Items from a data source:
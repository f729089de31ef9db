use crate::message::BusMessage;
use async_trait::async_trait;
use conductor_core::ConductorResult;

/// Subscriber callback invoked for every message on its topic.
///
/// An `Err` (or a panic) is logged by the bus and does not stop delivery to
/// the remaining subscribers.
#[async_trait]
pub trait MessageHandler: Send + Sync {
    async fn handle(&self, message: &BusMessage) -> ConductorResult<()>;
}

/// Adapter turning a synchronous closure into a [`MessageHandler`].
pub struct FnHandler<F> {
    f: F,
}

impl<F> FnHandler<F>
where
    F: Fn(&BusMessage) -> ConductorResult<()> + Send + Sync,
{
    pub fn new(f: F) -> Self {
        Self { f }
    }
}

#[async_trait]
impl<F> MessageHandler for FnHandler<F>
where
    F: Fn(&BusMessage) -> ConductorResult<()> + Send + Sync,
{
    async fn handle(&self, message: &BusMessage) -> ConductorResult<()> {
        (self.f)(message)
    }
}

▶ [Exercise] Going through the records above, state how many lines carry "ConductorResult", with no other text.

▶ [Expected answer] 5